有時,他領(lǐng)悟到這一切有多么不可靠,于是整個人平靜下來。他的第一次戀愛(那能稱為戀愛嗎?):盧克修士。他的第二次:凱萊布·波特。第三次:威廉·拉格納松,他最親愛的朋友,他所認(rèn)識最棒的人,他幾乎可以得到他想要的任何人,無論男女,然而出于某些奇怪的理由(扭曲的好奇心?瘋狂?同情?愚昧?)卻挑上了他。他有天晚上做了個夢,夢到威廉和哈羅德一起坐在桌前,兩人低頭看著一張紙,哈羅德用計算器加總一個數(shù)字,他知道(雖然沒人告訴他)哈羅德在付錢給威廉,好讓威廉跟他在一起。在那個夢里,他覺得被羞辱的同時,又有種感激。因為哈羅德竟然這么慷慨,而威廉居然愿意配合。他醒來時,正要跟威廉講話,然后腦子一轉(zhuǎn),想到這實在太不合邏輯了。他還得提醒自己威廉當(dāng)然不需要那些錢,他已經(jīng)很有錢了,而且無論威廉跟他在一起、選擇他的理由有多令人不解且不可知,總之沒有人強迫他,他是出于自由意志才做出這個決定的。
That night he reads in bed as he waits for Willem to come home, but falls asleep anyway and wakes to Willem’s hand on the side of his face.
那天晚上他在床上閱讀,等著威廉回家,但最后還是睡著了。醒來時,威廉的手摸著他的側(cè)臉。

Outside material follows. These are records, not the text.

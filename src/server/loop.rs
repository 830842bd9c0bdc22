// Server loop module
// Accepts connections until shutdown is signalled, then drains them

use std::sync::atomic::{AtomicUsize, Ordering};
use std::sync::Arc;
use std::time::Duration;

use tokio::net::TcpListener;
use tokio::sync::watch;
use tokio::time::Instant;

use super::connection::{accept_connection, ServiceKind};
use crate::config::AppState;
use crate::logger;

const DRAIN_POLL_INTERVAL: Duration = Duration::from_millis(100);

/// Configuration for server loop behavior
pub struct ServerLoopConfig {
    pub service: ServiceKind,
    /// Flips to `true` once shutdown starts
    pub shutdown: watch::Receiver<bool>,
}

/// Accept loop shared by the app and metrics listeners
///
/// Returns once shutdown is signalled; the listener is dropped with it so no
/// further connections are accepted.
#[allow(clippy::ignored_unit_patterns)]
pub async fn start_server_loop(
    listener: TcpListener,
    state: Arc<AppState>,
    active_connections: Arc<AtomicUsize>,
    mut config: ServerLoopConfig,
) {
    loop {
        tokio::select! {
            accept_result = listener.accept() => {
                match accept_result {
                    Ok((stream, peer_addr)) => {
                        accept_connection(
                            stream,
                            peer_addr,
                            &state,
                            &active_connections,
                            config.service,
                            config.shutdown.clone(),
                        );
                    }
                    Err(e) => {
                        logger::log_error(&format!("Failed to accept connection: {e}"));
                    }
                }
            }

            _ = config.shutdown.changed() => break,
        }
    }
}

/// Wait until every counter reaches zero or `grace` elapses
///
/// Returns the number of connections still open at the end.
pub async fn drain_connections(counters: &[Arc<AtomicUsize>], grace: Duration) -> usize {
    let deadline = Instant::now() + grace;
    loop {
        let active: usize = counters.iter().map(|c| c.load(Ordering::SeqCst)).sum();
        if active == 0 || Instant::now() >= deadline {
            return active;
        }
        tokio::time::sleep(DRAIN_POLL_INTERVAL).await;
    }
}

#[cfg(test)]
mod tests {
    use super::*;

    #[tokio::test]
    async fn test_drain_returns_immediately_when_idle() {
        let counters = [Arc::new(AtomicUsize::new(0)), Arc::new(AtomicUsize::new(0))];
        assert_eq!(drain_connections(&counters, Duration::from_secs(5)).await, 0);
    }

    #[tokio::test]
    async fn test_drain_gives_up_after_grace_period() {
        let counters = [Arc::new(AtomicUsize::new(2))];
        let remaining = drain_connections(&counters, Duration::from_millis(150)).await;
        assert_eq!(remaining, 2);
    }

    #[tokio::test]
    async fn test_drain_waits_for_connections_to_close() {
        let counter = Arc::new(AtomicUsize::new(1));
        let closer = Arc::clone(&counter);
        tokio::spawn(async move {
            tokio::time::sleep(Duration::from_millis(50)).await;
            closer.fetch_sub(1, Ordering::SeqCst);
        });
        let remaining = drain_connections(&[counter], Duration::from_secs(10)).await;
        assert_eq!(remaining, 0);
    }
}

“You’re home,” he says, and smiles at him, and Willem smiles back.
“你回來了?!彼f,露出微笑,威廉也朝他微笑。
They lie awake in the dark talking about Willem’s dinner with the director, and the shoot, which begins in late January in Texas. The film, Duets, is based on a novel he likes, and follows a closeted lesbian and a closeted gay man, both music teachers at a small-town high school, through a twenty-five-year marriage that spans the nineteen-sixties through the nineteen-eighties. “I’m going to need your help,” Willem tells him. “I really, really have to brush up on my piano playing. And I am going to be singing in it, after all. They’re getting me a coach, but will you practice with me?”
他們躺在黑暗中,談著威廉跟那個導(dǎo)演的晚餐,還有這部電影預(yù)定一月下旬在德州開拍。《二重唱》這部片子是他很喜歡的一本小說改編的,描述同在小城一所高中任教的兩個音樂教師,一個是沒出柜的同性戀女子,一個是沒出柜的同性戀男子,兩人從20世紀(jì)60年代到80年代的二十五年婚姻。“我需要你幫忙,”威廉告訴他,“我真的、真的得溫習(xí)一下彈鋼琴的技巧。而且我還得在電影里唱歌。他們會幫我請一個指導(dǎo)老師,不過你可以陪我練習(xí)嗎?”